Teman saya, seorang bule Amerika yang sudah menjadi mualaf, pernah tinggal selama belasan tahun di Taiwan. Tahu saya sering traveling ke luar negeri, ia menyarankan saya untuk suatu waktu mengunjungi negara tersebut. Alasan utamanya adalah banyak pilihan kuliner enak yang ramah bagi muslim. Berhubung masalah makan bukanlah prioritas saya pribadi saat jalan-jalan, sampai sekarang saya masih belum terlalu menanggapi saran tersebut dengan serius. Atau mungkin lebih tepatnya hingga beberapa jam yang lalu, sebelum saya menonton film “Girl’s Revenge”.

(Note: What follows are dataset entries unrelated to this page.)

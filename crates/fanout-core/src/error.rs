use thiserror::Error;

#[derive(Error, Debug)]
pub enum Error {
    #[error("Source read error ({path}): {message}")]
    SourceRead { path: String, message: String },

    #[error("Network error: {0}")]
    Network(String),

    #[error("Database error: {0}")]
    Database(String),

    #[error("Task join error: {0}")]
    TaskJoin(String),

    #[error("Configuration error: {0}")]
    Config(String),

    #[error(transparent)]
    Other(#[from] anyhow::Error),
}

impl Error {
    pub fn source_read(path: impl Into<String>, message: impl ToString) -> Self {
        Self::SourceRead {
            path: path.into(),
            message: message.to_string(),
        }
    }

    pub fn is_network(&self) -> bool {
        matches!(self, Self::Network(_))
    }

    pub fn is_database(&self) -> bool {
        matches!(self, Self::Database(_))
    }

    pub fn is_source_read(&self) -> bool {
        matches!(self, Self::SourceRead { .. })
    }
}

pub type Result<T> = std::result::Result<T, Error>;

Entah kenapa saya gagal fokus dengan alur cerita yang disajikan sepanjang film. Alih-alih mengikuti perjalanan Yun-heng dalam membongkar kasus yang menimpa sahabatnya Li-cha, saya malah asik menikmati sinematografi dan deretan lokasi yang bikin saya gak sabar untuk berkunjung ke sana. Memang tidak ada tempat-tempat ikonik maupun obyek wisata yang ditampilkan. Hanya kafe kecil dan gang kecil di area pemukiman. Namun hanya dengan melihatnya di layar saja saya sudah merasa betah.
Apakah ceritanya buruk? Tidak juga. “Girl’s Revenge” bagi saya menampilkan dengan baik realita di balik bangunan sekolah yang acap terlewat dari perhatian guru maupun orang tua. Apalagi sampai dengan sekarang tidak bisa dipungkiri bahwa kasus bullying di lingkungan sekolah masih belum bisa sepenuhnya dihilangkan. Yah, sama baiknya dengan film-film bertema sejenis.
Dengan kata lain, film ini sayangnya tidak memiliki sesuatu yang membuatnya berada jauh di atas rata-rata.
A little bit better, but not much better.
Ketika alur memasuki babak investigasi — saat Yun-Heng dkk berusaha mencari bukti untuk menjatuhkan Wang Ke Qian — saya sebenarnya cukup berharap. Sepertinya bakalan seru. Apesnya tidak. Segala sesuatunya berjalan begitu saja tanpa memberi suntikan adrenalin yang berarti. Yun-heng yang diam-diam merekam pengakuan Ke Qian pun merupakan strategi yang lumrah digunakan.
Eh tapi plot twist-nya boleh juga sih. Yun-Heng yang awalnya digambarkan sebagai sosok korban bullying faktanya malah mantan pelaku bullying itu sendiri. Cuman judulnya jadi gak nyambung, minim korelasi dengan balas dendam.
Penutup
“Girl’s Revenge” menjadi film kesekian yang mengangkat tema bullying di lingkungan sekolah. Sayangnya, hal itu tidak serta merta membuatnya berkualitas dalam segi naskah. Meski minim cela, segala sesuatunya terasa biasa saja. Endingnya pun meninggalkan banyak pertanyaan yang tak terjawab. Masih layak untuk ditonton namun tidak perlu berekspektasi lebih. 6/10.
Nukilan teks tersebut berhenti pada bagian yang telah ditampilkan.